C’est alors que s’ouvre un nouveau mouvement
qui, cette fois-ci, est ascendant, un mouvement de croissance.
La graine jetée en terre se lève comme une fine pousse
appelée à devenir, si Dieu le veut, un grand arbre.
Avec l’alliance scellée, un itinéraire personnel est proposé
pour que chacun puisse croître
dans son appel propre à suivre le Christ.

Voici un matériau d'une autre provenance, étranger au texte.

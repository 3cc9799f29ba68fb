//! The deck presentation controller.
//!
//! Hooks are invoked by the host as the presentation moves through its
//! lifecycle. The controller never holds its own borrow while calling out to
//! host code or user callbacks, so either may call back into it.

use std::cell::RefCell;
use std::rc::{Rc, Weak};

use deck_core::{NotificationCenter, Shared, Subscription};
use deck_foundation::{
    GestureState, PanGestureRecognizer, PointerEvent, RecognizerId, SimultaneousRecognitionPolicy,
};
use deck_ui::{LayoutConstraint, ViewError, ViewId, ViewTree};
use deck_ui_graphics::{Color, EdgeInsets, Point, Rect, Size, Transform};

use crate::callbacks::{always_dismissible, DeckCallbacks, DismissPolicy};
use crate::geometry;
use crate::gesture::{DragStateMachine, GesturePhase};
use crate::host::{DeckViews, PresentationHost, TransitionCoordinator, STATUS_BAR_FRAME_WILL_CHANGE};
use crate::snapshot::SnapshotManager;
use crate::DeckConfig;

fn skip_missing<T>(operation: &str, result: Result<T, ViewError>) -> Option<T> {
    match result {
        Ok(value) => Some(value),
        Err(err) => {
            log::debug!("{operation}: {err}; skipping");
            None
        }
    }
}

/// Views created for one presentation and destroyed when it ends.
struct Session {
    background: ViewId,
    snapshot: SnapshotManager,
}

#[derive(Clone, Copy, Debug)]
struct StatusBarPlan {
    full_height: f32,
    target_height: f32,
    delta: f32,
}

/// At most one status bar animation runs; later heights wait in `pending`,
/// newest wins.
#[derive(Debug, Default)]
struct StatusBarUpdate {
    in_flight: bool,
    pending: Option<f32>,
}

Le Livre de Vie de Jérusalem décrit un itinéraire spirituel
qui s’incarne de manière différente selon les états de vie.
Membres du même corps,
nous nous soutenons mutuellement
dans cette con-formation progressive de nos sentiments
à ceux qui sont dans le Christ Jésus.
Quel que soit la forme de notre consécration,
c’est le Christ que nous voulons laisser croître en nous.
Si nous pouvons dire : « Ce n’est plus moi qui vis,
c’est le Christ qui vit en moi » (Ga 2,20),
alors notre vie devient réellement missionnaire.
Notre mission n’est-elle pas de porter le Christ au monde ?
C’est bien pour répondre à l’appel de l’Eglise à œuvrer
pour une nouvelle évangélisation que l’Esprit
a inspiré frère Pierre-Marie, il y a bientôt 40 ans,
à fonder nos Fraternités de Jérusalem.

Que ce même Esprit Saint,
chers frères et sœurs, continue de nous inspirer.
Par ce double mouvement descendant et ascendant
de reconnaissance, d’alliance et de croissance,
Il nous invite à rester ouverts à ses appels.
Notre trésor, c’est cette spiritualité de communion,
fruit de l’ecclésiologie issue du concile Vatican II,
que l’Esprit nous donne de partager entre nous.
Une spiritualité qui trouve sa source
au sein même de la sainte Trinité
et que nous recevons de la contemplation du Christ
qui a pris chair au milieu de nous.

Viens, Esprit Saint, déployer aujourd’hui en nous
les dons que ta grâce veut faire fructifier pour demain
dans notre Famille de Jérusalem.
Seuls, nous savons que nous irons plus vite.
Mais ensemble, nous croyons que nous irons plus loin.